Saved entries.
════════════════

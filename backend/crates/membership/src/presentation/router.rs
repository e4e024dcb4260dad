//! Membership Router

use axum::{
    Router, middleware,
    routing::{get, post, put},
};
use std::sync::Arc;

use crate::application::orchestrator::Membership;
use crate::domain::repository::{IdentityRepository, RememberRepository, SessionRepository};
use crate::infra::postgres::PgMembershipStore;
use crate::presentation::handlers::{self, MembershipAppState};
use crate::presentation::middleware::{current_user, require_user};

/// Create the membership router over the PostgreSQL store
pub fn membership_router(membership: Arc<Membership<PgMembershipStore>>) -> Router {
    membership_router_generic(membership)
}

/// Create a membership router for any store implementation
pub fn membership_router_generic<R>(membership: Arc<Membership<R>>) -> Router
where
    R: IdentityRepository + SessionRepository + RememberRepository + Send + Sync + 'static,
{
    let state = MembershipAppState { membership };

    let protected = Router::new()
        .route("/me", get(handlers::me))
        .route("/online", get(handlers::online::<R>))
        .route("/profile", put(handlers::update_profile::<R>))
        .route_layer(middleware::from_fn(require_user));

    Router::new()
        .route("/register", post(handlers::register::<R>))
        .route("/login", post(handlers::login::<R>))
        .route("/logout", post(handlers::logout::<R>))
        .merge(protected)
        .layer(middleware::from_fn_with_state(state.clone(), current_user::<R>))
        .with_state(state)
}
//! Membership - Authentication & Session Core
//!
//! Clean Architecture structure:
//! - `domain/` - Entities, value objects, presence rule, repository traits
//! - `application/` - Credential manager, session store adapter, remember-me
//!   manager, presence tracker and the orchestrator composing them
//! - `infra/` - In-memory and PostgreSQL stores
//! - `presentation/` - axum adapter (cookies, middleware, handlers, router)
//!
//! ## Request flow
//! 1. [`Membership::begin`] loads (or synthesizes) the session
//! 2. [`Membership::resolve_current_user`] checks the remember-me cookie,
//!    then the session login stamp, else the caller is anonymous
//! 3. The caller emits the collected [`CookieDirective`]s
//!
//! ## Security Model
//! - Salted secrets behind a pluggable digest, compared in constant time
//! - Remember-me tokens rotate on every use; a replayed token revokes the entry
//! - Sessions optionally bound to remote address and user agent
//! - Store calls are time-bounded; read paths degrade to anonymous

pub mod application;
pub mod domain;
pub mod error;
pub mod infra;
pub mod presentation;


// Re-exports for convenience
pub use application::config::MembershipConfig;
pub use application::orchestrator::{
    AuthState, CredentialCheck, Membership, RegisterOptions, RequestContext, RequestCredentials,
};
pub use domain::value_object::cookie_directive::{CookieDirective, CookieKind};
pub use error::{MembershipError, MembershipResult};
pub use infra::memory::MemoryStore;
pub use infra::postgres::PgMembershipStore;
pub use presentation::router::{membership_router, membership_router_generic};

// Re-export kernel error types for unified error handling
pub use kernel::error::{
    app_error::{AppError, AppResult},
    kind::ErrorKind,
};
//! Shared Kernel - vocabulary shared by every membership crate
//!
//! - Error taxonomy ([`error::kind::ErrorKind`]) and the unified [`error::app_error::AppError`]
//! - Typed identifiers ([`id::Id`])
//!
//! Nothing in here knows about sessions, tokens or credentials.

pub mod error {
    pub mod app_error;
    pub mod conversions;
    pub mod kind;
}
pub mod id;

════════════════

GOAL OF THE EXERCISE.
Write the records again exactly as they stand.

SOLUTION BELOW.
filename backend/crates/membership/src/presentation/router.rs
repository e4e024dcb4260dad
//! Membership Router

use axum::{
    Router, middleware,
    routing::{get, post, put},
};
use std::sync::Arc;

use crate::application::orchestrator::Membership;
use crate::domain::repository::{IdentityRepository, RememberRepository, SessionRepository};
use crate::infra::postgres::PgMembershipStore;
use crate::presentation::handlers::{self, MembershipAppState};
use crate::presentation::middleware::{current_user, require_user};

/// Create the membership router over the PostgreSQL store
pub fn membership_router(membership: Arc<Membership<PgMembershipStore>>) -> Router {
    membership_router_generic(membership)
}

/// Create a membership router for any store implementation
pub fn membership_router_generic<R>(membership: Arc<Membership<R>>) -> Router
where
    R: IdentityRepository + SessionRepository + RememberRepository + Send + Sync + 'static,
{
    let state = MembershipAppState { membership };

    let protected = Router::new()
        .route("/me", get(handlers::me))
        .route("/online", get(handlers::online::<R>))
        .route("/profile", put(handlers::update_profile::<R>))
        .route_layer(middleware::from_fn(require_user));

    Router::new()
        .route("/register", post(handlers::register::<R>))
        .route("/login", post(handlers::login::<R>))
        .route("/logout", post(handlers::logout::<R>))
        .merge(protected)
        .layer(middleware::from_fn_with_state(state.clone(), current_user::<R>))
        .with_state(state)
}
//! Membership - Authentication & Session Core
//!
//! Clean Architecture structure:
//! - `domain/` - Entities, value objects, presence rule, repository traits
//! - `application/` - Credential manager, session store adapter, remember-me
//!   manager, presence tracker and the orchestrator composing them
//! - `infra/` - In-memory and PostgreSQL stores
//! - `presentation/` - axum adapter (cookies, middleware, handlers, router)
//!
//! ## Request flow
//! 1. [`Membership::begin`] loads (or synthesizes) the session
//! 2. [`Membership::resolve_current_user`] checks the remember-me cookie,
//!    then the session login stamp, else the caller is anonymous
//! 3. The caller emits the collected [`CookieDirective`]s
//!
//! ## Security Model
//! - Salted secrets behind a pluggable digest, compared in constant time
//! - Remember-me tokens rotate on every use; a replayed token revokes the entry
//! - Sessions optionally bound to remote address and user agent
//! - Store calls are time-bounded; read paths degrade to anonymous

pub mod application;
pub mod domain;
pub mod error;
pub mod infra;
pub mod presentation;


// Re-exports for convenience
pub use application::config::MembershipConfig;
pub use application::orchestrator::{
    AuthState, CredentialCheck, Membership, RegisterOptions, RequestContext, RequestCredentials,
};
pub use domain::value_object::cookie_directive::{CookieDirective, CookieKind};
pub use error::{MembershipError, MembershipResult};
pub use infra::memory::MemoryStore;
pub use infra::postgres::PgMembershipStore;
pub use presentation::router::{membership_router, membership_router_generic};

// Re-export kernel error types for unified error handling
pub use kernel::error::{
    app_error::{AppError, AppResult},
    kind::ErrorKind,
};
//! Shared Kernel - vocabulary shared by every membership crate
//!
//! - Error taxonomy ([`error::kind::ErrorKind`]) and the unified [`error::app_error::AppError`]
//! - Typed identifiers ([`id::Id`])
//!
//! Nothing in here knows about sessions, tokens or credentials.

pub mod error {
    pub mod app_error;
    pub mod conversions;
    pub mod kind;
}
pub mod id;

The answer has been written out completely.